Exercise directions
Scan the entries for the string "rest" and give the number of lines that have it, nothing further.

Information supplied
#[async_trait]
impl VcsProvider for GithubApp {
    async fn for_installation(&self, installation_id: i64) -> AppResult<Arc<dyn VcsClient>> {
        // Fail early when the app cannot act for this installation
        self.auth.installation_token(installation_id).await?;
        Ok(Arc::new(InstallationClient {
            http: self.http.clone(),
            api_url: self.api_url.clone(),
            web_host: self.web_host.clone(),
            tokens: Arc::new(InstallationToken {
                auth: self.auth.clone(),
                installation_id,
            }),
        }))
    }
}

#[async_trait]
impl SubscriptionProvider for GithubApp {
    async fn subscription_for(&self, account: &Account) -> AppResult<Option<Subscription>> {
        #[derive(Deserialize)]
        struct Listing {
            marketplace_purchase: Option<Purchase>,
        }
        #[derive(Deserialize)]
        struct Purchase {
            next_billing_date: Option<DateTime<Utc>>,
            plan: Plan,
        }
        #[derive(Deserialize)]
        struct Plan {
            name: String,
            monthly_price_in_cents: u32,
        }

        let account_id = account.id.to_string();
        let url = api_endpoint(&self.api_url, &["marketplace_listing", "accounts", &account_id])?;
        let response = self
            .http
            .get(url)
            .bearer_auth(self.auth.app_jwt()?)
            .send()
            .await?;
        if response.status() == StatusCode::NOT_FOUND {
            return Ok(None);
        }

        let listing: Listing = expect_success("get marketplace plan", response)
            .await?
            .json()
            .await?;
        let Some(purchase) = listing.marketplace_purchase else {
            return Ok(None);
        };
        if purchase.plan.monthly_price_in_cents == 0 {
            return Ok(None);
        }

        let renewal_date: NaiveDate = purchase
            .next_billing_date
            .map(|d| d.date_naive())
            .unwrap_or_else(|| first_day_of_next_month(Utc::now().date_naive()));

        Ok(Some(Subscription {
            plan_name: purchase.plan.name,
            monthly_price_in_cents: purchase.plan.monthly_price_in_cents,
            renewal_date,
        }))
    }
}

// =============================================================================
// Installation-scoped client
// =============================================================================

pub struct InstallationClient {
    http: reqwest::Client,
    api_url: String,
    web_host: String,
    tokens: Arc<dyn TokenSource>,
}

impl InstallationClient {
    /// Builds a client for an already minted installation token
    pub fn new(api_url: &str, token: impl Into<String>) -> AppResult<Self> {
        let token: String = token.into();
        Ok(Self {
            http: build_http_client()?,
            api_url: api_url.trim_end_matches('/').to_string(),
            web_host: web_host(api_url),
            tokens: Arc::new(token),
        })
    }

    fn repo_endpoint(&self, repo: &RepoRef, rest: &[&str]) -> AppResult<Url> {
        let mut segments = vec!["repos", repo.owner.as_str(), repo.name.as_str()];
        segments.extend_from_slice(rest);
        api_endpoint(&self.api_url, &segments)
    }

    /// Attaches a token that is current at the time of the request
    async fn authorized(&self, request: reqwest::RequestBuilder) -> AppResult<reqwest::RequestBuilder> {
        Ok(request.bearer_auth(self.tokens.token().await?))
    }

    async fn send(&self, what: &str, request: reqwest::RequestBuilder) -> AppResult<reqwest::Response> {
        let response = self.authorized(request).await?.send().await?;
        expect_success(what, response).await
    }
}

#[derive(Deserialize)]
struct WirePullRequest {
    number: u64,
    html_url: String,
}

impl From<WirePullRequest> for PullRequestHandle {
    fn from(pr: WirePullRequest) -> Self {
        Self {
            number: pr.number,
            html_url: pr.html_url,
        }
    }
}

#[async_trait]
impl VcsClient for InstallationClient {
    async fn branch_sha(&self, repo: &RepoRef, branch: &str) -> AppResult<Option<String>> {
        #[derive(Deserialize)]
        struct GitRef {
            object: GitObject,
        }
        #[derive(Deserialize)]
        struct GitObject {
            sha: String,
        }

        let mut rest = vec!["git", "ref", "heads"];
        rest.extend(branch.split('/'));
        let url = self.repo_endpoint(repo, &rest)?;
        let response = self.authorized(self.http.get(url)).await?.send().await?;
        if response.status() == StatusCode::NOT_FOUND {
            return Ok(None);
        }
        let git_ref: GitRef = expect_success("get branch", response).await?.json().await?;
        Ok(Some(git_ref.object.sha))
    }

    async fn create_branch(&self, repo: &RepoRef, branch: &str, from_sha: &str) -> AppResult<()> {
        let url = self.repo_endpoint(repo, &["git", "refs"])?;
        let payload = json!({ "ref": format!("refs/heads/{}", branch), "sha": from_sha });
        self.send("create branch", self.http.post(url).json(&payload))
            .await?;
        Ok(())
    }

    async fn find_open_pull_request(
        &self,
        repo: &RepoRef,
        head: &str,
    ) -> AppResult<Option<PullRequestHandle>> {
        let mut url = self.repo_endpoint(repo, &["pulls"])?;
        url.query_pairs_mut()
            .append_pair("head", &format!("{}:{}", repo.owner, head))
            .append_pair("state", "open");
        let pulls: Vec<WirePullRequest> = self
            .send("list pull requests", self.http.get(url))
            .await?
            .json()
            .await?;
        Ok(pulls.into_iter().next().map(PullRequestHandle::from))
    }

    async fn create_pull_request(
        &self,
        repo: &RepoRef,
        pull_request: &NewPullRequest,
    ) -> AppResult<PullRequestHandle> {
        let url = self.repo_endpoint(repo, &["pulls"])?;
        let created: WirePullRequest = self
            .send("create pull request", self.http.post(url).json(pull_request))
            .await?
            .json()
            .await?;
        Ok(created.into())
    }

    async fn request_reviewers(
        &self,
        repo: &RepoRef,
        pull_number: u64,
        reviewers: &[String],
    ) -> AppResult<()> {
        if reviewers.is_empty() {
            return Ok(());
        }
        let number = pull_number.to_string();
        let url = self.repo_endpoint(repo, &["pulls", &number, "requested_reviewers"])?;
        self.send(
            "request reviewers",
            self.http.post(url).json(&json!({ "reviewers": reviewers })),
        )
        .await?;
        Ok(())
    }

    async fn post_comment(&self, repo: &RepoRef, number: u64, body: &str) -> AppResult<()> {
        let number = number.to_string();
        let url = self.repo_endpoint(repo, &["issues", &number, "comments"])?;
        self.send("post comment", self.http.post(url).json(&json!({ "body": body })))
            .await?;
        Ok(())
    }

    async fn remove_label(&self, repo: &RepoRef, number: u64, label: &str) -> AppResult<()> {
        let number = number.to_string();
        let url = self.repo_endpoint(repo, &["issues", &number, "labels", label])?;
        let response = self.authorized(self.http.delete(url)).await?.send().await?;
        if response.status() == StatusCode::NOT_FOUND {
            return Ok(());
        }
        expect_success("remove label", response).await?;
        Ok(())
    }

    async fn close_issue(&self, repo: &RepoRef, number: u64) -> AppResult<()> {
        let number = number.to_string();
        let url = self.repo_endpoint(repo, &["issues", &number])?;
        self.send(
            "close issue",
            self.http
                .patch(url)
                .json(&json!({ "state": "closed", "state_reason": "completed" })),
        )
        .await?;
        Ok(())
    }

    async fn ensure_label(
        &self,
        repo: &RepoRef,
        name: &str,
        color: &str,
        description: &str,
    ) -> AppResult<()> {
        let url = self.repo_endpoint(repo, &["labels"])?;
        let request = self
            .http
            .post(url)
            .json(&json!({ "name": name, "color": color, "description": description }));
        let response = self.authorized(request).await?.send().await?;
        // 422 means the label already exists
        if response.status() == StatusCode::UNPROCESSABLE_ENTITY {
            return Ok(());
        }
        expect_success("create label", response).await?;
        Ok(())
    }

    async fn review_comments(
        &self,
        repo: &RepoRef,
        pull_number: u64,
        review_id: u64,
    ) -> AppResult<Vec<ReviewComment>> {
        #[derive(Deserialize)]
        struct WireComment {
            path: String,
            line: Option<u64>,
            body: String,
        }

        let number = pull_number.to_string();
        let review = review_id.to_string();
        let url = self.repo_endpoint(repo, &["pulls", &number, "reviews", &review, "comments"])?;
        let comments: Vec<WireComment> = self
            .send("list review comments", self.http.get(url))
            .await?
            .json()
            .await?;

        Ok(comments
            .into_iter()
            .map(|c| ReviewComment {
                path: c.path,
                line: c.line,
                body: c.body,
            })
            .collect())
    }

    async fn clone_url(&self, repo: &RepoRef) -> AppResult<String> {
        Ok(format!(
            "https://x-access-token:{}@{}/{}/{}.git",
            self.tokens.token().await?,
            self.web_host,
            repo.owner,
            repo.name
        ))
    }
}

Exercise response
5